* THE TASK *
Output exactly the lines below, starting with the line that has "let mut mark = 0;" and going on through the line that has "Ok(self.entries.lock().await.get(key).cloned())", both included, and no other lines.

* RECORD EXCERPTS *
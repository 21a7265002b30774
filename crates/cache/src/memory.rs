//! In-process response cache.

use crate::error::CacheResult;
use crate::traits::ResponseCache;
use async_trait::async_trait;
use std::collections::HashMap;
use tokio::sync::Mutex;

/// Mutex-guarded map cache, suitable for single-node deployments and tests.
#[derive(Default)]
pub struct MemoryCache {
    entries: Mutex<HashMap<String, String>>,
}

impl MemoryCache {
    pub fn new() -> Self {
        Self::default()
    }

    /// Number of cached entries.
    pub async fn len(&self) -> usize {
        self.entries.lock().await.len()
    }

    pub async fn is_empty(&self) -> bool {
        self.entries.lock().await.is_empty()
    }
}

/// Match a key against a glob pattern where `*` matches any run of
/// characters. Two-pointer scan with backtracking to the last wildcard.
fn glob_match(pattern: &str, key: &str) -> bool {
    let pattern: Vec<char> = pattern.chars().collect();
    let key: Vec<char> = key.chars().collect();

    let mut p = 0;
    let mut k = 0;
    let mut star: Option<usize> = None;
    let mut mark = 0;

    while k < key.len() {
        if p < pattern.len() && pattern[p] != '*' && pattern[p] == key[k] {
            p += 1;
            k += 1;
        } else if p < pattern.len() && pattern[p] == '*' {
            star = Some(p);
            mark = k;
            p += 1;
        } else if let Some(star_pos) = star {
            p = star_pos + 1;
            mark += 1;
            k = mark;
        } else {
            return false;
        }
    }

    while p < pattern.len() && pattern[p] == '*' {
        p += 1;
    }
    p == pattern.len()
}

#[async_trait]
impl ResponseCache for MemoryCache {
    async fn get(&self, key: &str) -> CacheResult<Option<String>> {
        Ok(self.entries.lock().await.get(key).cloned())
    }

    async fn set(&self, key: &str, value: &str) -> CacheResult<()> {
        self.entries
            .lock()
            .await
            .insert(key.to_string(), value.to_string());
        Ok(())
    }

    async fn delete_matching(&self, pattern: &str) -> CacheResult<u64> {
        let mut entries = self.entries.lock().await;
        let before = entries.len();
        entries.retain(|key, _| !glob_match(pattern, key));
        Ok((before - entries.len()) as u64)
    }

    fn backend_name(&self) -> &'static str {
        "memory"
    }
}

* OUTPUT FOR THIS EXERCISE *
    let mut mark = 0;

    while k < key.len() {
        if p < pattern.len() && pattern[p] != '*' && pattern[p] == key[k] {
            p += 1;
            k += 1;
        } else if p < pattern.len() && pattern[p] == '*' {
            star = Some(p);
            mark = k;
            p += 1;
        } else if let Some(star_pos) = star {
            p = star_pos + 1;
            mark += 1;
            k = mark;
        } else {
            return false;
        }
    }

    while p < pattern.len() && pattern[p] == '*' {
        p += 1;
    }
    p == pattern.len()
}

#[async_trait]
impl ResponseCache for MemoryCache {
    async fn get(&self, key: &str) -> CacheResult<Option<String>> {
        Ok(self.entries.lock().await.get(key).cloned())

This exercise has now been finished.